Monocular depth estimation is a challenging task due to the inherent scale ambiguity. Many researchers have tried to address this issue by integrating it with optical flow [14], uncertainty estimation [15], semantic segmentation [16], instance segmentation [17] and visual odometry [18]. Although some previous studies [19, 20, 4, 3] have achieved promising results in affine-invariant scaleless depth estimation across diverse datasets, recovering the metric scale remains a significant challenge. Some existing methods rely on inertial data to provide scale. To enhance the generalization, VI-SLAM [21] warps the input image to match the orientation prevailing in the training dataset. CodeVIO [22] proposes a tightly coupled VIO system with optimizable learned dense depth. It jointly estimates VIO poses and optimizes the predicted and encoded dense depth of specific keyframes efficiently. Xie et al. [23] utilize a flow-to-depth layer to refine camera poses and generate depth proposals. They solve a multi-frame triangulation problem to enhance the estimation accuracy. Recently, Wofk et al. [5] introduced a framework for metric dense depth estimation from the VIO sparse depth and monocular depth prediction, which inspires our work. They first globally align the scaleless mono-depth with the metric VIO sparse depth and then learn to refine the dense scale of the globally aligned mono-depth.
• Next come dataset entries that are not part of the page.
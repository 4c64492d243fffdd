//! Name-group partitioning.

use std::sync::Arc;

use indexmap::IndexMap;
use rustc_hash::FxBuildHasher;

use osprey_core::Member;

/// Inherited and declared members sharing one simple name.
#[derive(Debug, Clone, PartialEq)]
pub struct NameGroup {
    /// The shared name.
    pub name: String,
    /// Inherited members, in aggregation order. Never empty.
    pub inherited: Vec<Arc<Member>>,
    /// The class's own members with this name, in declaration order.
    pub declared: Vec<Arc<Member>>,
}

impl NameGroup {
    fn new(name: &str) -> Self {
        Self {
            name: name.to_string(),
            inherited: Vec::new(),
            declared: Vec::new(),
        }
    }
}

/// Group inherited members by simple name.
///
/// Groups appear in the order their name is first seen in `inherited`, and
/// members keep their relative order within a group. Declared members are
/// attached to the group of the same name; a declared name with no
/// inherited counterpart forms no group, since there is nothing to resolve.
pub fn partition_by_name(inherited: Vec<Arc<Member>>, declared: &[Arc<Member>]) -> Vec<NameGroup> {
    let mut groups: IndexMap<String, NameGroup, FxBuildHasher> =
        IndexMap::with_hasher(FxBuildHasher);

    for member in inherited {
        groups
            .entry(member.name.clone())
            .or_insert_with(|| NameGroup::new(&member.name))
            .inherited
            .push(member);
    }

    for member in declared {
        if let Some(group) = groups.get_mut(member.name.as_str()) {
            group.declared.push(Arc::clone(member));
        }
    }

    groups.into_values().collect()
}

#[cfg(test)]
mod tests {
    use super::*;
    use osprey_core::{DataType, MemberKind, Modality, Signature};

    fn member(owner: &str, name: &str) -> Arc<Member> {
        Arc::new(Member::declared(
            owner,
            MemberKind::Function,
            name,
            Signature::returning(DataType::unit()),
            Modality::Open,
        ))
    }

    #[test]
    fn groups_follow_first_appearance() {
        let inherited = vec![
            member("A", "g"),
            member("A", "f"),
            member("B", "h"),
            member("B", "f"),
        ];
        let groups = partition_by_name(inherited, &[]);

        let names: Vec<&str> = groups.iter().map(|g| g.name.as_str()).collect();
        assert_eq!(names, vec!["g", "f", "h"]);

        let f_owners: Vec<&str> = groups[1]
            .inherited
            .iter()
            .map(|m| m.owner_name.as_str())
            .collect();
        assert_eq!(f_owners, vec!["A", "B"]);
    }

    #[test]
    fn declared_members_join_matching_groups() {
        let groups = partition_by_name(
            vec![member("A", "f"), member("A", "g")],
            &[member("C", "g"), member("C", "own")],
        );

        assert_eq!(groups.len(), 2);
        assert!(groups[0].declared.is_empty());
        assert_eq!(groups[1].declared.len(), 1);
        assert_eq!(groups[1].declared[0].owner_name, "C");
    }

    #[test]
    fn empty_input_yields_no_groups() {
        assert!(partition_by_name(Vec::new(), &[member("C", "f")]).is_empty());
    }
}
The fusion of Radar and camera data for metric depth estimation is an active research topic. Lin et al. [8] introduce a two-stage CNN-based pipeline that combines Radar and camera inputs to denoise Radar signals and estimate dense depth. Long et al. [9] propose a Radar-2-Pixel (R2P) network that utilizes radial Doppler velocity and induced optical flow from images to associate Radar points with corresponding pixel regions, enabling the synthesis of full-velocity information. They also achieve image-guided depth completion using Radar and video data [10]. Another approach, DORN [11] proposed by Lo et al., extends Radar points in the elevation dimension and applies deep ordinal regression network-based [24] feature fusion. Unlike other methods, R4dyn [13] creatively incorporates Radar as a weakly supervised signal into a self-supervised framework and employs Radar as an additional input to enhance the robustness. However, their method primarily focuses on vehicle targets and does not fully correlate all Radar points with a larger image area, resulting in lower depth accuracy. Recently, Singh et al. [12] present a method that relies solely on a single image frame and Radar point cloud. Their first-stage network infers the confidence scores of Radar-Pixel correspondence, generating a semi-dense depth map. They further employ a gated fusion network to control the fusion of multi-modal Radar-Camera data and predict the dense depth. However, all the above methods directly encode and concatenate the ambiguous Radar depth and images, confusing the learning pipeline and resulting in suboptimal depth estimation.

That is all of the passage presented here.